Ülkece çok zorlu ve karmaşık süreçlerden geçiyoruz. Bu karmaşıklık içerisinde rotasını kaybetmiş bir gemi misali bir ummanda bir oyana bir bu yana savrulup duruyoruz. Kafalar karışık; neyin doğru neyin yanlış olduğunu kestiremiyoruz.
          Yaşanan çelişkiler aklımızı adeta dumura uğratmış, benliğimizi bir şaşkınlık girdabının pençesine düşürmüştür. Bu ülkede yedi buçuk milyon harcanarak yağmur duası yapılıyor. Kar duasına çıkılsa kim bilir ne kadar harcama yapılacak!

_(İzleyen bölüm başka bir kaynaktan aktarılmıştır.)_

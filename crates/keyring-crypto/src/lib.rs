//! # keyring-crypto -- Credential Cryptography
//!
//! The cryptographic building blocks of a Keyring Connect credential:
//!
//! - **Elliptic-curve suite** ([`EcCryptoSuite`]) injected into the
//!   orchestrator, with [`BabyJubJub`] as the default implementation.
//! - **Regime encryptions**: ElGamal encryptions of the credential trapdoor
//!   under each policy regime key, packed into the calldata `backdoor`.
//! - **RSA blind signatures**: blinding factor generation, blinding,
//!   unblinding and verification against the issuer's public key.
//! - **Trapdoor**: the per-credential secret the regime encryptions carry.
//!
//! ## Crate Policy
//!
//! - Depends only on `keyring-core` internally.
//! - No global state: the curve suite is a value passed by the caller.
//! - Secret scalars (trapdoor, blinding factor) are never serialized and
//!   are cleared on drop.

pub mod ec;
pub mod error;
pub mod regime;
pub mod rsa;
pub mod trapdoor;

pub use ec::{BabyJubJub, EcCryptoSuite, EcPoint};
pub use error::CryptoError;
pub use regime::{PolicyRegimes, RegimeEncryption, RegimeKey, N_REGIMES};
pub use rsa::{BlindingFactor, RsaGroupElement, RsaPrivateKey, RsaPublicKey};
pub use trapdoor::Trapdoor;
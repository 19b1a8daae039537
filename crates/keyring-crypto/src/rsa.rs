//! # RSA Blind Signatures
//!
//! The issuer signs the authorisation digest without seeing it:
//!
//! 1. The requester draws a blinding factor `r` coprime to `n` and sends
//!    `m' = m · r^e mod n`.
//! 2. The issuer returns `s' = m'^d mod n`.
//! 3. The requester unblinds `s = s' · r⁻¹ mod n` and checks
//!    `s^e ≡ m (mod n)`.
//!
//! Verification in step 3 is mandatory. A signature that fails it is never
//! turned into calldata.

use keyring_core::bigint::{bytes_to_hex, to_padded_bytes};
use keyring_core::PublicKeySchema;
use num_bigint::{BigUint, RandBigInt};
use num_traits::{One, Zero};
use rand::{CryptoRng, RngCore};
use serde::{Deserialize, Serialize};

use crate::error::CryptoError;

/// The issuer's RSA public key.
#[derive(Debug, Clone, PartialEq, Eq, Serialize, Deserialize)]
pub struct RsaPublicKey {
    modulus: BigUint,
    exponent: BigUint,
}

impl RsaPublicKey {
    /// Validate and construct a key. Requires `n > 3` and `1 < e < n`.
    pub fn new(modulus: BigUint, exponent: BigUint) -> Result<Self, CryptoError> {
        if modulus <= BigUint::from(3u8) {
            return Err(CryptoError::InvalidKey("modulus too small".into()));
        }
        if exponent <= BigUint::one() || exponent >= modulus {
            return Err(CryptoError::InvalidKey("exponent out of range".into()));
        }
        Ok(Self { modulus, exponent })
    }

    /// Parse the decimal wire form.
    pub fn from_schema(schema: &PublicKeySchema) -> Result<Self, CryptoError> {
        let (n, e) = schema.parse()?;
        Self::new(n, e)
    }

    /// Modulus `n`.
    pub fn modulus(&self) -> &BigUint {
        &self.modulus
    }

    /// Public exponent `e`.
    pub fn exponent(&self) -> &BigUint {
        &self.exponent
    }

    /// Byte length of the modulus.
    pub fn byte_len(&self) -> usize {
        self.modulus.bits().div_ceil(8) as usize
    }

    /// `0x` hex of the modulus, as written into calldata `key`.
    pub fn modulus_hex(&self) -> String {
        bytes_to_hex(&self.modulus.to_bytes_be())
    }

    /// Wrap a value as a group element, rejecting unreduced input.
    pub fn element(&self, value: BigUint) -> Result<RsaGroupElement, CryptoError> {
        if value >= self.modulus {
            return Err(CryptoError::OutOfRange);
        }
        Ok(RsaGroupElement(value))
    }

    /// Reduce an arbitrary integer into the group.
    pub fn reduce(&self, value: &BigUint) -> RsaGroupElement {
        RsaGroupElement(value % &self.modulus)
    }

    /// Blind a message digest: `m · r^e mod n`.
    pub fn blind(&self, message: &RsaGroupElement, factor: &BlindingFactor) -> RsaGroupElement {
        let masked = factor.r.modpow(&self.exponent, &self.modulus);
        RsaGroupElement((&message.0 * masked) % &self.modulus)
    }

    /// Unblind an issuer signature: `s' · r⁻¹ mod n`.
    pub fn unblind(&self, blinded: &RsaGroupElement, factor: &BlindingFactor) -> RsaGroupElement {
        RsaGroupElement((&blinded.0 * &factor.r_inv) % &self.modulus)
    }

    /// Check `s^e ≡ m (mod n)`.
    pub fn verify(&self, message: &RsaGroupElement, signature: &RsaGroupElement) -> bool {
        signature.0.modpow(&self.exponent, &self.modulus) == message.0
    }

    /// Unblind then verify, failing with [`CryptoError::VerificationFailed`].
    pub fn unblind_verified(
        &self,
        message: &RsaGroupElement,
        blinded_signature: &RsaGroupElement,
        factor: &BlindingFactor,
    ) -> Result<RsaGroupElement, CryptoError> {
        let signature = self.unblind(blinded_signature, factor);
        if self.verify(message, &signature) {
            Ok(signature)
        } else {
            Err(CryptoError::VerificationFailed)
        }
    }
}

/// An element of `Z/nZ`.
#[derive(Debug, Clone, PartialEq, Eq, Serialize, Deserialize)]
pub struct RsaGroupElement(BigUint);

impl RsaGroupElement {
    /// Integer value.
    pub fn value(&self) -> &BigUint {
        &self.0
    }

    /// `0x` hex left-padded to the modulus width.
    pub fn to_padded_hex(&self, key: &RsaPublicKey) -> Result<String, CryptoError> {
        Ok(bytes_to_hex(&to_padded_bytes("rsa element", &self.0, key.byte_len())?))
    }
}

/// A blinding factor `r` and its inverse modulo `n`.
///
/// Cleared on drop; never serialized.
pub struct BlindingFactor {
    r: BigUint,
    r_inv: BigUint,
}

impl BlindingFactor {
    /// Draw a random factor in `[2, n)` that is invertible modulo `n`.
    pub fn random<R: RngCore + CryptoRng>(key: &RsaPublicKey, rng: &mut R) -> Self {
        let two = BigUint::from(2u8);
        loop {
            let r = rng.gen_biguint_range(&two, &key.modulus);
            if let Some(r_inv) = r.modinv(&key.modulus) {
                return Self { r, r_inv };
            }
        }
    }

    /// Factor from an explicit value.
    pub fn from_value(r: BigUint, key: &RsaPublicKey) -> Result<Self, CryptoError> {
        if r.is_zero() || r >= key.modulus {
            return Err(CryptoError::OutOfRange);
        }
        let r_inv = r.modinv(&key.modulus).ok_or(CryptoError::NotInvertible)?;
        Ok(Self { r, r_inv })
    }

    /// The factor itself, for the circuit witness.
    pub fn value(&self) -> &BigUint {
        &self.r
    }
}

impl std::fmt::Debug for BlindingFactor {
    fn fmt(&self, f: &mut std::fmt::Formatter<'_>) -> std::fmt::Result {
        f.write_str("BlindingFactor([REDACTED])")
    }
}

impl Drop for BlindingFactor {
    fn drop(&mut self) {
        self.r.set_zero();
        self.r_inv.set_zero();
    }
}

/// Issuer-side RSA key. Used by local issuers and test doubles.
pub struct RsaPrivateKey {
    public: RsaPublicKey,
    d: BigUint,
}

impl RsaPrivateKey {
    /// Derive a key from two distinct primes and a public exponent.
    pub fn from_primes(p: &BigUint, q: &BigUint, e: BigUint) -> Result<Self, CryptoError> {
        if p == q {
            return Err(CryptoError::InvalidKey("primes must be distinct".into()));
        }
        if p <= &BigUint::one() || q <= &BigUint::one() {
            return Err(CryptoError::InvalidKey("primes must exceed one".into()));
        }
        let n = p * q;
        let phi = (p - 1u32) * (q - 1u32);
        let d = e.modinv(&phi).ok_or(CryptoError::NotInvertible)?;
        Ok(Self {
            public: RsaPublicKey::new(n, e)?,
            d,
        })
    }

    /// Public half.
    pub fn public_key(&self) -> &RsaPublicKey {
        &self.public
    }

    /// Raw RSA signature `m^d mod n`.
    pub fn sign(&self, message: &RsaGroupElement) -> RsaGroupElement {
        RsaGroupElement(message.0.modpow(&self.d, &self.public.modulus))
    }
}

impl std::fmt::Debug for RsaPrivateKey {
    fn fmt(&self, f: &mut std::fmt::Formatter<'_>) -> std::fmt::Result {
        f.debug_struct("RsaPrivateKey")
            .field("public", &self.public)
            .field("d", &"[REDACTED]")
            .finish()
    }
}
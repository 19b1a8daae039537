//! # Policies
//!
//! An attestation policy as served by the Keyring backend: duration, cost
//! (flat or per chain), the issuer's RSA public key, and the regime key used
//! for the encrypted backdoor field.
//!
//! Policies are immutable once fetched. Key material stays in its wire form
//! (decimal strings) here; parsing into big integers happens at the point of
//! use through [`crate::bigint::parse_decimal`].

use num_bigint::BigUint;
use serde::{Deserialize, Serialize};

use crate::bigint::parse_decimal;
use crate::error::ValidationError;

/// Policy selected when a persisted selection is not present in the list.
pub const DEFAULT_POLICY_ID: u64 = 7;

/// The issuer's RSA public key, as decimal strings.
#[derive(Debug, Clone, PartialEq, Eq, Serialize, Deserialize)]
pub struct PublicKeySchema {
    /// Modulus.
    pub n: String,
    /// Public exponent.
    pub e: String,
}

impl PublicKeySchema {
    /// Parse `(n, e)` into big integers.
    pub fn parse(&self) -> Result<(BigUint, BigUint), ValidationError> {
        Ok((
            parse_decimal("public_key.n", &self.n)?,
            parse_decimal("public_key.e", &self.e)?,
        ))
    }
}

/// A regime public key point, as decimal strings.
#[derive(Debug, Clone, PartialEq, Eq, Serialize, Deserialize)]
pub struct RegimeKeySchema {
    /// Affine x coordinate.
    pub x: String,
    /// Affine y coordinate.
    pub y: String,
}

impl RegimeKeySchema {
    /// Parse `(x, y)` into big integers.
    pub fn parse(&self) -> Result<(BigUint, BigUint), ValidationError> {
        Ok((
            parse_decimal("regime_key.x", &self.x)?,
            parse_decimal("regime_key.y", &self.y)?,
        ))
    }
}

/// Cost of a policy on one chain.
#[derive(Debug, Clone, PartialEq, Eq, Serialize, Deserialize)]
pub struct PolicyCost {
    /// Chain the cost applies to.
    pub chain_id: u64,
    /// Cost in the chain's native unit.
    pub cost: u64,
    /// Policy identifier on that chain.
    pub policy_id: u64,
}

/// Product line a policy belongs to.
#[derive(Debug, Clone, Copy, PartialEq, Eq, Hash, Serialize, Deserialize)]
#[serde(rename_all = "snake_case")]
pub enum PolicyType {
    /// Keyring Pro.
    Pro,
    /// Keyring Connect.
    Connect,
    /// Both products.
    ProConnect,
    /// A type this client does not know about.
    #[serde(other)]
    Unknown,
}

impl PolicyType {
    /// Wire name of the type.
    pub fn as_str(&self) -> &'static str {
        match self {
            Self::Pro => "pro",
            Self::Connect => "connect",
            Self::ProConnect => "pro_connect",
            Self::Unknown => "unknown",
        }
    }
}

impl std::fmt::Display for PolicyType {
    fn fmt(&self, f: &mut std::fmt::Formatter<'_>) -> std::fmt::Result {
        f.write_str(self.as_str())
    }
}

/// An attestation policy.
#[derive(Debug, Clone, PartialEq, Eq, Serialize, Deserialize)]
pub struct Policy {
    /// Backend identifier.
    pub id: u64,
    /// On-chain identifier, when it differs from `id`.
    #[serde(default, skip_serializing_if = "Option::is_none")]
    pub onchain_id: Option<u64>,
    /// Display name.
    #[serde(default)]
    pub name: String,
    /// Credential lifetime in seconds.
    #[serde(default)]
    pub duration: u64,
    /// Flat cost, used when no per-chain entry matches.
    #[serde(default, skip_serializing_if = "Option::is_none")]
    pub cost: Option<u64>,
    /// Per-chain costs.
    #[serde(default, skip_serializing_if = "Option::is_none")]
    pub costs: Option<Vec<PolicyCost>>,
    /// Issuer RSA public key.
    #[serde(default, skip_serializing_if = "Option::is_none")]
    pub public_key: Option<PublicKeySchema>,
    /// Regime public key.
    #[serde(default, skip_serializing_if = "Option::is_none")]
    pub regime_key: Option<RegimeKeySchema>,
    /// Product line.
    #[serde(default, skip_serializing_if = "Option::is_none")]
    pub policy_type: Option<PolicyType>,
}

impl Policy {
    /// Cost on `chain_id`: the matching per-chain entry, else the flat cost.
    pub fn cost_for_chain(&self, chain_id: u64) -> Option<u64> {
        self.costs
            .as_ref()
            .and_then(|costs| costs.iter().find(|c| c.chain_id == chain_id))
            .map(|c| c.cost)
            .or(self.cost)
    }

    /// Identifier written into credential calldata.
    pub fn onchain_policy_id(&self) -> u64 {
        self.onchain_id.unwrap_or(self.id)
    }

    /// The RSA public key, or [`ValidationError::MissingField`].
    pub fn require_public_key(&self) -> Result<&PublicKeySchema, ValidationError> {
        self.public_key
            .as_ref()
            .ok_or_else(|| ValidationError::MissingField("policy.public_key".into()))
    }

    /// The regime key, or [`ValidationError::MissingField`].
    pub fn require_regime_key(&self) -> Result<&RegimeKeySchema, ValidationError> {
        self.regime_key
            .as_ref()
            .ok_or_else(|| ValidationError::MissingField("policy.regime_key".into()))
    }

    /// Whether the policy is offered through Keyring Connect.
    pub fn is_connect(&self) -> bool {
        matches!(self.policy_type, Some(PolicyType::Connect))
    }
}

/// Outcome of reconciling a persisted selection with a fresh policy list.
#[derive(Debug, Clone, PartialEq, Eq)]
pub enum Reconciled {
    /// The persisted selection is still current.
    Unchanged,
    /// The selection must be replaced with this policy.
    Replace(Policy),
}

/// Reconcile a persisted policy selection against the policies currently
/// offered by the backend.
///
/// - Selection absent from the list: pick [`DEFAULT_POLICY_ID`] if listed,
///   else the first policy.
/// - Public key modulus differs (environment switch): take the fresh copy.
/// - Selection lacks per-chain costs that the fresh copy has: take the
///   fresh copy.
///
/// An empty list leaves the selection untouched.
pub fn reconcile_selection(selected: Option<&Policy>, available: &[Policy]) -> Reconciled {
    let Some(first) = available.first() else {
        return Reconciled::Unchanged;
    };
    let current = selected.and_then(|s| available.iter().find(|p| p.id == s.id));
    let (Some(selected), Some(current)) = (selected, current) else {
        let fallback = available
            .iter()
            .find(|p| p.id == DEFAULT_POLICY_ID)
            .unwrap_or(first);
        return Reconciled::Replace(fallback.clone());
    };

    let modulus = |p: &Policy| p.public_key.as_ref().map(|k| k.n.clone());
    if modulus(selected) != modulus(current) {
        return Reconciled::Replace(current.clone());
    }
    if selected.costs.is_none() && current.costs.is_some() {
        return Reconciled::Replace(current.clone());
    }
    Reconciled::Unchanged
}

          Kur’an kursuna bağış yapanlara cennet vaat ediliyor. Birileri Allah adına karar verme yetkisini kendinde buluyor.Elli milyon dolar için Tank Palet Fabrikası’nın işletmesini yirmi beş  yıllığına kiraya veriyoruz, ama Ukrayna’ya iki yüz milyon yardım yapıyoruz.
          Esat’la sınırları kaldırıp ortak parlamento tasarlıyoruz, ailece tatil yapıyoruz,”Kardeşim Esat” aradan altı ay geçmeden “Esed’e” dönüşüveriyor.
          YPG’nin lideri Müslüm’ü kırmızı halılarla Ankara’da en üst düzeyde üç kere karşılayıp sonra terörist ilan ediyoruz.
          Pkk, Pyd’li teröristleri bir Cumhuriyet Bayramı’nda güney illerimizden hem de ağırlayarak Suriye’nin kuzeyine geçiriyor ve Kobani( Ayn El Arap)’ye “selam” gönderiyoruz, sonra bu terör örgütleriyle mücadele etmek zorunda kalıyoruz.
          ABD ile sözde müttefikiz, ama ABD teröristleri tercih edip destekliyor.
          Rusya ve İran’la Soçi ve Astana anlaşmalarını imzalıyoruz, ama o’nlar Esed ve terör örgütleriyle birlikte hareket ediyor.
          Sınır güvenliğimizi sağlamak amacıyla Suriye’nin kuzeyinde 440 kilometrelik bir alanı teröristlerden temizlemek amacıyla Barış Pınarın Harekatı düzenliyoruz, ama 110 kilometrede bitiriyoruz.
          Sözde Esat güçleri (Rus kuvvetleri) gözetleme kulelerimize saldırıp Mehmetçiklerimizi şehit ediyor, ama Rusya’nın izni olmadan hava operasyonu yapamıyoruz.
          Yunanistan Ege’deki adalarımızı işgal edip silahlandırıyor, ama biz görmezden geliyoruz.
          Askeri ayağı var, eğitim ayağı var, emniyet ayağı var, pazarcı ayağı var, çöpçü ayağı var…ama fetö’nün siyası ayağı yok!
          Eski tabirle, hal-i pür melalimiz bu. Yazdıklarım devede kulak. Yazacak pek çok çelişkilerimiz var. Temennimiz bu çelişkilerin farkına varıp kendi doğrularımıza yönelelim.Yanlışlarımızın yerine doğrularımızı koymak zorunluluğundayız, daha geç kalmayalım. Düzelinceye kadar yazmaya, dilimiz döndükçe anlatmaya devam edeceğiz.